TWO 'facts' about China need debunking. No, you cannot see the Great Wall from the moon. And Fletch was talking nonsense when, in the classic sitcom Porridge, he insisted that the Chinese could cause a tidal wave by jumping up and down at the same time.

But here's one fact that IS true. China is an amazing place bursting with surprises. And, as it roars ahead with its booming economy, the veil is beginning to lift for visitors from the west. It may still be a Communist state, but the brakes are off when it comes to showcasing how far it has come in the last 30 years.

Nowhere is the juxtaposition of history and a booming 21st century nation more apparent than in Beijing. The name means capital of the north, while Nanjang, near Shanghai, is the capital of the south.

As Christian missionaries arrived in the south they were exposed to the Cantonese dialect which pronounced Beijing as 'Peking'. It was made capital of the whole of China in 1421 by the Ming emperors.

Now, with a population of 21 million and covering an area equivalant to two-thirds of The Netherlands, Beijing sprawls as far as the eye can see.

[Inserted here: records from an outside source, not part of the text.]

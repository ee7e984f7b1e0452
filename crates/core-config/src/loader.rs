//! Configuration loader with file and environment variable support.

use crate::{AppConfig, ConfigError};
use std::env;
use std::path::PathBuf;
use tracing::info;

const CONFIG_PATHS: &[&str] = &[
    "config.toml",
    "core-server.toml",
    "./config/config.toml",
    "/etc/core-server/config.toml",
];

pub struct ConfigLoader {
    config_path: Option<PathBuf>,
}

impl ConfigLoader {
    pub fn new() -> Self {
        Self { config_path: None }
    }

    pub fn with_path<P: Into<PathBuf>>(path: P) -> Self {
        Self {
            config_path: Some(path.into()),
        }
    }

    pub fn load(&self) -> Result<AppConfig, ConfigError> {
        let mut config = match self.find_config_file() {
            Some(path) => {
                info!(?path, "loading configuration from file");
                AppConfig::from_file(&path)?
            }
            None => AppConfig::default(),
        };

        self.apply_env_overrides(&mut config);
        config.validate()?;
        Ok(config)
    }

    fn find_config_file(&self) -> Option<PathBuf> {
        if let Some(path) = &self.config_path {
            if path.exists() {
                return Some(path.clone());
            }
        }

        if let Ok(path) = env::var("CORE_CONFIG") {
            let path = PathBuf::from(path);
            if path.exists() {
                return Some(path);
            }
        }

        for path in CONFIG_PATHS {
            let path = PathBuf::from(path);
            if path.exists() {
                return Some(path);
            }
        }

        None
    }

    fn apply_env_overrides(&self, config: &mut AppConfig) {
        if let Ok(val) = env::var("CORE_SERVER_PORT") {
            if let Ok(port) = val.parse() {
                config.server.port = port;
            }
        }
        if let Ok(val) = env::var("CORE_SERVER_HOST") {
            config.server.host = val;
        }

        if let Ok(val) = env::var("CORE_QUEUE_MAX_SIZE") {
            if let Ok(size) = val.parse() {
                config.queue.max_queue_size = size;
            }
        }
        if let Ok(val) = env::var("CORE_QUEUE_MAX_EVENT_AGE_MINUTES") {
            if let Ok(minutes) = val.parse() {
                config.queue.max_event_age_minutes = minutes;
            }
        }

        if let Ok(val) = env::var("CORE_MIN_INSTANCES") {
            if let Ok(n) = val.parse() {
                config.instances.min_instances = n;
            }
        }
        if let Ok(val) = env::var("CORE_MAX_INSTANCES") {
            if let Ok(n) = val.parse() {
                config.instances.max_instances = n;
            }
        }

        if let Ok(val) = env::var("CORE_AUTOSCALER_POLICY") {
            config.autoscaler.policy = match val.as_str() {
                "StepScaling" => crate::AutoscalerPolicy::StepScaling,
                "Predictive" => crate::AutoscalerPolicy::Predictive,
                _ => crate::AutoscalerPolicy::TargetTracking,
            };
        }
        if let Ok(val) = env::var("CORE_AUTOSCALER_TARGET_CPU") {
            if let Ok(v) = val.parse() {
                config.autoscaler.target_cpu_percent = v;
            }
        }

        if let Ok(val) = env::var("CORE_HEALTH_CHECK_INTERVAL_SECONDS") {
            if let Ok(v) = val.parse() {
                config.health.check_interval_seconds = v;
            }
        }
        if let Ok(val) = env::var("CORE_HEALTH_FAILURE_THRESHOLD") {
            if let Ok(v) = val.parse() {
                config.health.failure_threshold = v;
            }
        }

        if let Ok(val) = env::var("CORE_LOAD_BALANCER_STRATEGY") {
            config.load_balancer.strategy = match val.as_str() {
                "WeightedRoundRobin" => crate::LoadBalancerStrategy::WeightedRoundRobin,
                "LeastBusy" => crate::LoadBalancerStrategy::LeastBusy,
                "Sticky" => crate::LoadBalancerStrategy::Sticky,
                _ => crate::LoadBalancerStrategy::RoundRobin,
            };
        }

        if let Ok(val) = env::var("CORE_HTTP_POOL_MAX_CONNECTIONS") {
            if let Ok(v) = val.parse() {
                config.http_pool.max_connections = v;
            }
        }
    }
}

impl Default for ConfigLoader {
    fn default() -> Self {
        Self::new()
    }
}

#[cfg(test)]
mod tests {
    use super::*;

    #[test]
    fn defaults_when_nothing_found() {
        // Clear any CORE_CONFIG so test isolation holds regardless of environment.
        std::env::remove_var("CORE_CONFIG");
        let loader = ConfigLoader::with_path("/nonexistent/path/config.toml");
        let config = loader.load().expect("defaults always validate");
        assert_eq!(config.queue.max_queue_size, 10_000);
    }
}
//! `core-server` — the event-processing runtime's executable.
//!
//! Loads `AppConfig`, constructs a `Supervisor` with a demo in-process
//! `Processor`, serves `/healthz` and `/metrics`, and shuts down gracefully
//! on `SIGINT`/`SIGTERM`.

use anyhow::Result;
use async_trait::async_trait;
use axum::{extract::State, routing::get, Json, Router};
use core_common::{Event, ProcessingOutcome};
use core_config::AppConfig;
use core_metrics::MetricsCollector;
use core_supervisor::{Processor, Supervisor};
use serde::Serialize;
use std::sync::Arc;
use std::time::Duration;
use tokio::{net::TcpListener, signal};
use tower_http::trace::TraceLayer;
use tracing::{error, info, warn};

/// Stands in for a real egress implementation: every event succeeds after a
/// brief simulated processing delay. A production deployment swaps this for
/// whatever backend actually handles events.
struct DemoProcessor;

#[async_trait]
impl Processor for DemoProcessor {
    async fn process(&self, event: &Event) -> ProcessingOutcome {
        tokio::time::sleep(Duration::from_millis(5)).await;
        info!(event_id = %event.id, priority = ?event.priority, "event processed");
        ProcessingOutcome::Success
    }
}

#[derive(Clone)]
struct ApiState {
    supervisor: Arc<Supervisor>,
    metrics: Arc<MetricsCollector>,
    prometheus: metrics_exporter_prometheus::PrometheusHandle,
}

#[derive(Serialize)]
struct HealthResponse {
    status: &'static str,
    instances: usize,
    queue_depth: u64,
}

async fn healthz(State(state): State<ApiState>) -> Json<HealthResponse> {
    Json(HealthResponse {
        status: "UP",
        instances: state.supervisor.registry().len(),
        queue_depth: state.supervisor.queue().metrics().current_size,
    })
}

async fn metrics(State(state): State<ApiState>) -> String {
    state.metrics.tick();
    state.prometheus.render()
}

#[tokio::main]
async fn main() -> Result<()> {
    let _ = dotenvy::dotenv();
    core_common::logging::init_default_logging();

    info!("starting core-server");

    let config = AppConfig::load().map_err(|err| anyhow::anyhow!("failed to load configuration: {err}"))?;
    let prometheus = core_metrics::install_prometheus_recorder();

    let shutdown_timeout = Duration::from_secs(config.instances.shutdown_timeout_seconds);
    let port = config.server.port;
    let host = config.server.host.clone();

    let supervisor = Supervisor::new(config, Arc::new(DemoProcessor))
        .map_err(|err| anyhow::anyhow!("invalid configuration: {err}"))?;
    supervisor.start().await;

    let state = ApiState {
        supervisor: supervisor.clone(),
        metrics: supervisor.metrics_collector().clone(),
        prometheus,
    };

    let app = Router::new()
        .route("/healthz", get(healthz))
        .route("/metrics", get(metrics))
        .layer(TraceLayer::new_for_http())
        .with_state(state);

    let addr = format!("{host}:{port}");
    let listener = TcpListener::bind(&addr).await?;
    info!(%addr, "http surface listening");

    let server_task = tokio::spawn(async move {
        if let Err(err) = axum::serve(listener, app).await {
            error!(%err, "http server exited with error");
        }
    });

    shutdown_signal().await;
    info!("shutdown signal received");

    server_task.abort();
    supervisor.shutdown(shutdown_timeout).await;

    info!("core-server shutdown complete");
    Ok(())
}

async fn shutdown_signal() {
    let ctrl_c = async {
        signal::ctrl_c().await.expect("failed to install ctrl-c handler");
    };

    #[cfg(unix)]
    let terminate = async {
        signal::unix::signal(signal::unix::SignalKind::terminate())
            .expect("failed to install signal handler")
            .recv()
            .await;
    };

    #[cfg(not(unix))]
    let terminate = std::future::pending::<()>();

    tokio::select! {
        _ = ctrl_c => {}
        _ = terminate => { warn!("received SIGTERM"); }
    }
}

Smog may often hinder that view but China is taking steps to alleviate the pollution which sees many go about their daily business wearing face masks.

The song says there are nine million bicycles in Beijing, but there's probably fewer now as the car is THE status symbol. Residents would seemingly rather sit in a traffic jam on one of the six (yes, six) ring roads than use the super-efficent subway system. A seventh ring road is under construction and will cover a distance of 135 miles when complete.

We were lucky - our tour bus driver has a special permit from a previous job, which allowed him on the dissecting multi-lane highway reserved for government officials and VIPs.

Tiananmen Square Measures to control traffic include the banning of cars with certain registration plates on specific days. You can't take your car out on a Monday if your reg plate has a 4 or a 9 in, for example. And in a city of five million motors, new registrations are limited to 1,000 a month.

While the car is king, Beijing boasts a hi-tech subway system and, with a basic price of 30p a journey, it's the best way to get around. Time it right, and you can see the army of old folk who 'help' passengers get on the trains at rush hour with a well-placed push and shove.

The elderly subterranean helpers are complemented by colleagues on the surface helping commuter flow at bus stops. With 250 million pensioners in China, the government offers them part-time jobs to keep the city moving.

They can also be seen cycling around as part of neighbourhood watch schemes.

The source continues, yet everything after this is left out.